Assignment -> Your answer should be the lines below from the one with "(category, value) rows." to the one with "let height = df.height();", both included, given again exactly and with nothing added.

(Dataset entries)
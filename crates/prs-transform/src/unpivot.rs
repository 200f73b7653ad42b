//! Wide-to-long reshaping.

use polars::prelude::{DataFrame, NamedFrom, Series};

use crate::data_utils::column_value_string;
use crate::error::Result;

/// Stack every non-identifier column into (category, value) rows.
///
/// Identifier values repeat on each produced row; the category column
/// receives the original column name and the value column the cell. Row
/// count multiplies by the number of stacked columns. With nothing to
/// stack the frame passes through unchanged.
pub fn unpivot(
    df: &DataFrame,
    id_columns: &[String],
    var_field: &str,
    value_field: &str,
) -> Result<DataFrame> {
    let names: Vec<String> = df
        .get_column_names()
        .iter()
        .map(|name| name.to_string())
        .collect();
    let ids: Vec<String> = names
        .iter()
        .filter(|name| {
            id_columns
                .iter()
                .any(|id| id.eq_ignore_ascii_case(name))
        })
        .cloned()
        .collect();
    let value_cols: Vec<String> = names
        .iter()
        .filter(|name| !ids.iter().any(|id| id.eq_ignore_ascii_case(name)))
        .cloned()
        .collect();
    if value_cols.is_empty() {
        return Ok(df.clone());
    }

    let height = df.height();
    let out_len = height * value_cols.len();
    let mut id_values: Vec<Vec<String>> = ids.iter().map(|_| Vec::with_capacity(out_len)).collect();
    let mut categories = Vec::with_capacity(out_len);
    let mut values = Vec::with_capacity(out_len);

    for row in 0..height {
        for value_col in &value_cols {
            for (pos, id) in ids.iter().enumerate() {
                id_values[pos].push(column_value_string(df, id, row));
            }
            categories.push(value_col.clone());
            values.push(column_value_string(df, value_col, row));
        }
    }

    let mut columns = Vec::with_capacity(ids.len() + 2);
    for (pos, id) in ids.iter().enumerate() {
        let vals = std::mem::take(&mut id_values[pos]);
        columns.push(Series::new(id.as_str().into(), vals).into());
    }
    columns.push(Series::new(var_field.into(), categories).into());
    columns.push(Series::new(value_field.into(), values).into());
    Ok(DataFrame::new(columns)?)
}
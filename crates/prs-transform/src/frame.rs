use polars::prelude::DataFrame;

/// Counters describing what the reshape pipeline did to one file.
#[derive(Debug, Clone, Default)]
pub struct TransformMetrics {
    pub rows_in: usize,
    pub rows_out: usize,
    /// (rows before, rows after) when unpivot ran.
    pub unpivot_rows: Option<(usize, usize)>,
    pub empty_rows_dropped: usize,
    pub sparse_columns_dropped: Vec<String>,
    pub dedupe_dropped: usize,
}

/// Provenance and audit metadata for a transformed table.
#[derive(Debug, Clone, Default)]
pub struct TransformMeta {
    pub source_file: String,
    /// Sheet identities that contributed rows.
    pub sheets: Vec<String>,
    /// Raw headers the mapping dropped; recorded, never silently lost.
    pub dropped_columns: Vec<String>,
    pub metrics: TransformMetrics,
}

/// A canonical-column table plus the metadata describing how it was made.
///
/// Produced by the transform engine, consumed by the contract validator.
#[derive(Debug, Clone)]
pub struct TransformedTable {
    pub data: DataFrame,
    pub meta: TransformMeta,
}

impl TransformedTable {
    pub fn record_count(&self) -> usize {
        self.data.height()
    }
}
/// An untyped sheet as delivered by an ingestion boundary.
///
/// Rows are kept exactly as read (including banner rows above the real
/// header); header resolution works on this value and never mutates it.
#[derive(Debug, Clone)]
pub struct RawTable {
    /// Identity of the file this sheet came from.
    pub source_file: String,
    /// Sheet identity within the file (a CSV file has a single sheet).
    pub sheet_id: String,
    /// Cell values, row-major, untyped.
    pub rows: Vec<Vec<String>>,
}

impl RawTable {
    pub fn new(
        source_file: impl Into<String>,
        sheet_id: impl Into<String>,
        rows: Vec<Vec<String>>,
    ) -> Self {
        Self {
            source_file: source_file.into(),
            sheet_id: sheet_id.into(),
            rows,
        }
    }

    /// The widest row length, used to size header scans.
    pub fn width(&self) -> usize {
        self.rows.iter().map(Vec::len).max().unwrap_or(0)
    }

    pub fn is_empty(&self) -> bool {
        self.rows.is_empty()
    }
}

Written answer ->
/// Stack every non-identifier column into (category, value) rows.
///
/// Identifier values repeat on each produced row; the category column
/// receives the original column name and the value column the cell. Row
/// count multiplies by the number of stacked columns. With nothing to
/// stack the frame passes through unchanged.
pub fn unpivot(
    df: &DataFrame,
    id_columns: &[String],
    var_field: &str,
    value_field: &str,
) -> Result<DataFrame> {
    let names: Vec<String> = df
        .get_column_names()
        .iter()
        .map(|name| name.to_string())
        .collect();
    let ids: Vec<String> = names
        .iter()
        .filter(|name| {
            id_columns
                .iter()
                .any(|id| id.eq_ignore_ascii_case(name))
        })
        .cloned()
        .collect();
    let value_cols: Vec<String> = names
        .iter()
        .filter(|name| !ids.iter().any(|id| id.eq_ignore_ascii_case(name)))
        .cloned()
        .collect();
    if value_cols.is_empty() {
        return Ok(df.clone());
    }

    let height = df.height();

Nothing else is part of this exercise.